Evidence supporting efficacy: The good laboratory practices orphan


3rd International Conference on Pharmaceutical Regulatory Affairs

October 21-23, 2013 DoubleTree by Hilton Hotel San Francisco Airport, CA, USA

L. Bruce Pearce

Accepted Abstracts: Pharmaceut Reg Affairs

Abstract :

The high failure rate (85-95%) for drugs and biologics during clinical testing is continuing to contribute to a steady decline in investment dollars for early stage development and inflation in overall development costs. The major reason for failure is not safety but rather failure to meet efficacy endpoints during clinical testing. A root cause is the poor quality of nonclinical studies supporting efficacy based on systematic reviews and high rate of failure (>75%) of pharma to reproduce published results. Regulatory guidance has established standards for toxicology/safety data derived from nonclinical testing including the requirement that key toxicology studies are performed in accordance with good laboratory practices (GLPs). Nonclinical data supporting the efficacy of a candidate therapeutic is treated as a GLP orphan. Ironically, these data are often the foundation upon which biotech companies or development programs are established, yet the first time efficacy is subjected to rigorous evaluation is in phase 2 clinical testing where failure can have devastating consequences.

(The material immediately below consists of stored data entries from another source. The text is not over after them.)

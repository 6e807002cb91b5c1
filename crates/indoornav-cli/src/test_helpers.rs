// Test utilities shared by the renderer tests.
// Kept under `#[cfg(test)]` so it is not part of the public crate API.
use indoornav_lib::db::ConnectionRecord;
use indoornav_lib::{
    ConnectionType, GraphBuildOptions, MapData, Node, NodeId, Point, SpatialGraph,
};

use crate::terminal::ColorPalette;

pub const PLAIN: ColorPalette = ColorPalette::plain();

fn node(id: NodeId, level: i32, x: f64) -> Node {
    Node {
        id,
        level,
        point: Point::new(x, 0.0),
    }
}

fn record(id: &str, from: NodeId, to: NodeId, ctype: ConnectionType) -> ConnectionRecord {
    let mut record = ConnectionRecord::new(from, to, ctype);
    record.id = Some(id.to_string());
    record
}

/// Node 1 on level 0, stairs up to node 2, then a 10 m corridor to node 3.
pub fn two_level_graph() -> SpatialGraph {
    let map = MapData {
        nodes: vec![node(1, 0, 0.0), node(2, 1, 0.0), node(3, 1, 1000.0)],
        connections: vec![
            record("stairs", 1, 2, ConnectionType::Stairs),
            record("corridor", 2, 3, ConnectionType::Plain),
        ],
        ..MapData::default()
    };
    let options = GraphBuildOptions {
        auto_connect: false,
        ..GraphBuildOptions::default()
    };
    SpatialGraph::from_map(map, &options).expect("test map builds")
}
impl ConnectionType {
    pub const ALL: [ConnectionType; 5] = [
        ConnectionType::Plain,
        ConnectionType::Steps,
        ConnectionType::Stairs,
        ConnectionType::Escalator,
        ConnectionType::Elevator,
    ];

    pub fn as_str(self) -> &'static str {
        match self {
            ConnectionType::Plain => "plain",
            ConnectionType::Steps => "steps",
            ConnectionType::Stairs => "stairs",
            ConnectionType::Escalator => "escalator",
            ConnectionType::Elevator => "elevator",
        }
    }

    /// Climbing types are stored lower end first when both ends share a level.
    pub fn is_climbing(self) -> bool {
        matches!(
            self,
            ConnectionType::Steps | ConnectionType::Stairs | ConnectionType::Escalator
        )
    }
}

impl fmt::Display for ConnectionType {
    fn fmt(&self, f: &mut fmt::Formatter<'_>) -> fmt::Result {
        f.write_str(self.as_str())
    }
}

impl FromStr for ConnectionType {
    type Err = Error;

    fn from_str(value: &str) -> Result<Self> {
        match value.trim().to_ascii_lowercase().as_str() {
            "" | "plain" | "default" => Ok(ConnectionType::Plain),
            "steps" => Ok(ConnectionType::Steps),
            "stairs" => Ok(ConnectionType::Stairs),
            "escalator" | "escalators" => Ok(ConnectionType::Escalator),
            "elevator" | "elevators" => Ok(ConnectionType::Elevator),
            _ => Err(Error::InvalidConnectionType {
                value: value.to_string(),
            }),
        }
    }
}

/// Physical direction restriction of a connection.
#[derive(Debug, Clone, Copy, PartialEq, Eq, Default, Serialize, Deserialize)]
#[serde(rename_all = "snake_case")]
pub enum Directionality {
    #[default]
    Bidirectional,
    UpOnly,
    DownOnly,
}
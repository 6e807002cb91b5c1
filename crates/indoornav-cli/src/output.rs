//! Output formatting for command results.
//!
//! Every command renders either human-readable text or a JSON document.
//! Renderers return strings so the binary decides where they are written.

use clap::ValueEnum;
use serde::Serialize;

use indoornav_lib::{
    ConnectionType, LocateResult, LocationTarget, Route, RouteLeg, RouteMessage, RoutePoint,
    RouteSegment, SelectableLocation, Severity, SnapEdge, Travel, UserPosition,
};

use crate::terminal::ColorPalette;

/// Output format selected with `--format`.
#[derive(Debug, Clone, Copy, PartialEq, Eq, Default, ValueEnum)]
pub enum OutputFormat {
    /// Human-readable text.
    #[default]
    Text,
    /// Pretty-printed JSON.
    Json,
}

/// Format centimetres as metres with one decimal.
pub fn format_distance(centimetres: f64) -> String {
    format!("{:.1} m", centimetres / 100.0)
}

/// Format seconds as `12 s` or `3 min 5 s`.
pub fn format_duration(seconds: f64) -> String {
    let total = seconds.max(0.0).round() as u64;
    if total < 60 {
        format!("{total} s")
    } else if total % 60 == 0 {
        format!("{} min", total / 60)
    } else {
        format!("{} min {} s", total / 60, total % 60)
    }
}

fn segment_label(segment: &RouteSegment) -> String {
    match (segment.ctype, segment.direction) {
        (ConnectionType::Plain, _) => "walk".to_string(),
        (ctype, Travel::Level) => ctype.to_string(),
        (ctype, direction) => format!("{ctype} {direction}"),
    }
}

fn message_prefix(severity: Severity, palette: &ColorPalette) -> String {
    match severity {
        Severity::Info => "Note:".to_string(),
        Severity::Warn => format!("{}Warning:{}", palette.warning, palette.reset),
        Severity::Error => format!("{}Error:{}", palette.error, palette.reset),
    }
}

/// Render messages, one per line.
pub fn render_messages_text(messages: &[RouteMessage], palette: &ColorPalette) -> String {
    messages
        .iter()
        .map(|message| format!("{} {}\n", message_prefix(message.severity, palette), message.text))
        .collect()
}

/// Render a route request's outcome as text.
///
/// `avoiding` is the settings' avoid summary and is listed only when a
/// route exists.
pub fn render_route_text(
    route: Option<&Route>,
    messages: &[RouteMessage],
    avoiding: &[String],
    palette: &ColorPalette,
) -> String {
    let mut out = String::new();
    if let Some(route) = route {
        out.push_str(&format!(
            "{}Route: {} -> {}{}\n",
            palette.heading,
            route.origin_title().unwrap_or("start"),
            route.destination_title().unwrap_or("destination"),
            palette.reset
        ));

        let (segments, _) = route.describe();
        if segments.is_empty() {
            out.push_str("  Already at the destination.\n");
        }
        for (index, segment) in segments.iter().enumerate() {
            let color = match segment.direction {
                Travel::Up => palette.up,
                Travel::Down => palette.down,
                Travel::Level => "",
            };
            let levels = if segment.from_level == segment.to_level {
                String::new()
            } else {
                format!(", level {} -> {}", segment.from_level, segment.to_level)
            };
            out.push_str(&format!(
                "  {}. {color}{}{}{levels}, {} {}(about {}){}\n",
                index + 1,
                segment_label(segment),
                palette.reset,
                format_distance(segment.distance),
                palette.muted,
                format_duration(segment.duration),
                palette.reset
            ));
        }

        out.push_str(&format!(
            "Total: {}, about {}\n",
            format_distance(route.total_distance()),
            format_duration(route.total_duration())
        ));
        if !avoiding.is_empty() {
            out.push_str(&format!(
                "{}Avoiding: {}{}\n",
                palette.muted,
                avoiding.join(", "),
                palette.reset
            ));
        }
    }
    out.push_str(&render_messages_text(messages, palette));
    out
}

#[derive(Debug, Serialize)]
struct RouteBody<'a> {
    origin: Option<&'a str>,
    destination: Option<&'a str>,
    relaxed: bool,
    distance: f64,
    duration: f64,
    cost: f64,
    points: &'a [RoutePoint],
    legs: &'a [RouteLeg],
    segments: Vec<RouteSegment>,
}

#[derive(Debug, Serialize)]
struct RouteDocument<'a> {
    messages: &'a [RouteMessage],
    avoiding: &'a [String],
    route: Option<RouteBody<'a>>,
}

/// Render a route request's outcome as a JSON document.
pub fn render_route_json(
    route: Option<&Route>,
    messages: &[RouteMessage],
    avoiding: &[String],
) -> serde_json::Result<String> {
    let route = route.map(|route| RouteBody {
        origin: route.origin_title(),
        destination: route.destination_title(),
        relaxed: route.relaxed(),
        distance: route.total_distance(),
        duration: route.total_duration(),
        cost: route.total_cost(),
        points: route.points(),
        legs: route.legs(),
        segments: route.describe().0,
    });
    serde_json::to_string_pretty(&RouteDocument {
        messages,
        avoiding,
        route,
    })
}

/// Render a location estimate as text. `title` names the area it falls in.
pub fn render_locate_text(
    result: Option<&LocateResult>,
    title: Option<&str>,
    palette: &ColorPalette,
) -> String {
    let Some(result) = result else {
        return "No confident position estimate for these readings.\n".to_string();
    };
    let mut out = format!(
        "{}Position {}{} ({})\n",
        palette.heading, result.position, palette.reset, result.name
    );
    if let Some(title) = title {
        out.push_str(&format!("  Area: {title}\n"));
    }
    out.push_str(&format!(
        "  {}Score {:.2} from {} matched station(s){}\n",
        palette.muted, result.score, result.matched_stations, palette.reset
    ));
    out
}

#[derive(Debug, Serialize)]
struct LocateDocument<'a> {
    located: Option<&'a LocateResult>,
    title: Option<&'a str>,
}

pub fn render_locate_json(
    result: Option<&LocateResult>,
    title: Option<&str>,
) -> serde_json::Result<String> {
    serde_json::to_string_pretty(&LocateDocument {
        located: result,
        title,
    })
}

/// Render selectable locations as `slug  title` lines.
pub fn render_locations_text(locations: &[&SelectableLocation], locale: &str) -> String {
    let width = locations
        .iter()
        .map(|location| location.slug.len())
        .max()
        .unwrap_or(0);
    locations
        .iter()
        .map(|location| format!("{:<width$}  {}\n", location.slug, location.title(locale)))
        .collect()
}

#[derive(Debug, Serialize)]
struct LocationEntry<'a> {
    slug: &'a str,
    title: &'a str,
    target: &'a LocationTarget,
    priority: i32,
}

pub fn render_locations_json(
    locations: &[&SelectableLocation],
    locale: &str,
) -> serde_json::Result<String> {
    let entries: Vec<LocationEntry<'_>> = locations
        .iter()
        .map(|location| LocationEntry {
            slug: &location.slug,
            title: location.title(locale),
            target: &location.target,
            priority: location.priority,
        })
        .collect();
    serde_json::to_string_pretty(&entries)
}

/// Render a coordinate position and its attachments as text.
pub fn render_position_text(position: &UserPosition, palette: &ColorPalette) -> String {
    let mut out = format!(
        "{}{}{}: {}\n",
        palette.heading,
        position.name(),
        palette.reset,
        position.title()
    );
    if position.is_connected() {
        for edge in position.edges() {
            out.push_str(&format!(
                "  {}node {} at {}{}\n",
                palette.muted,
                edge.node,
                format_distance(edge.distance),
                palette.reset
            ));
        }
    } else {
        out.push_str(&format!(
            "  {}Too far from any walkable path.{}\n",
            palette.warning, palette.reset
        ));
    }
    out
}

#[derive(Debug, Serialize)]
struct PositionDocument<'a> {
    name: String,
    title: &'a str,
    connected: bool,
    edges: &'a [SnapEdge],
}

pub fn render_position_json(position: &UserPosition) -> serde_json::Result<String> {
    serde_json::to_string_pretty(&PositionDocument {
        name: position.name(),
        title: position.title(),
        connected: position.is_connected(),
        edges: position.edges(),
    })
}

/// Render project identifiers, one per line.
pub fn render_projects_text(projects: &[String], palette: &ColorPalette) -> String {
    if projects.is_empty() {
        return format!("{}No projects found.{}\n", palette.muted, palette.reset);
    }
    projects.iter().map(|project| format!("{project}\n")).collect()
}

pub fn render_projects_json(projects: &[String]) -> serde_json::Result<String> {
    serde_json::to_string_pretty(projects)
}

The state of affairs with nonclinical studies has been characterized as being equivalent to where clinical trials were half a century ago. We cannot test hypotheses regarding the basis for these failures until the studies are consistently designed, performed and reported according to gold standards/practices approaching that of clinical trials. This presentation will discuss the impact of high failure rates, root causes and steps that can be taken to mitigate failures. This presentation is important to all stakeholders including entrepreneurs, scientists, management and investors.

Biography :

L. Bruce Pearce received his undergraduate training in Chemistry and Biology at the University of Massachusetts and doctoral training in Pharmacology at the State University of New York. He completed postdoctoral training within the Departments of Pharmacology at Yale School and Harvard Medical School. He has worked for >25 years in academia and industry and is currently Senior Consultant at Biologics Consulting Group. Drug development experience includes entrepreneurial ventures, oversight of pharmacology, toxicology, pharmacokinetic and physiologic research. Current research interests include preclinical and clinical study design, risk/benefit analysis, translational pharmacology and decision making in drug development.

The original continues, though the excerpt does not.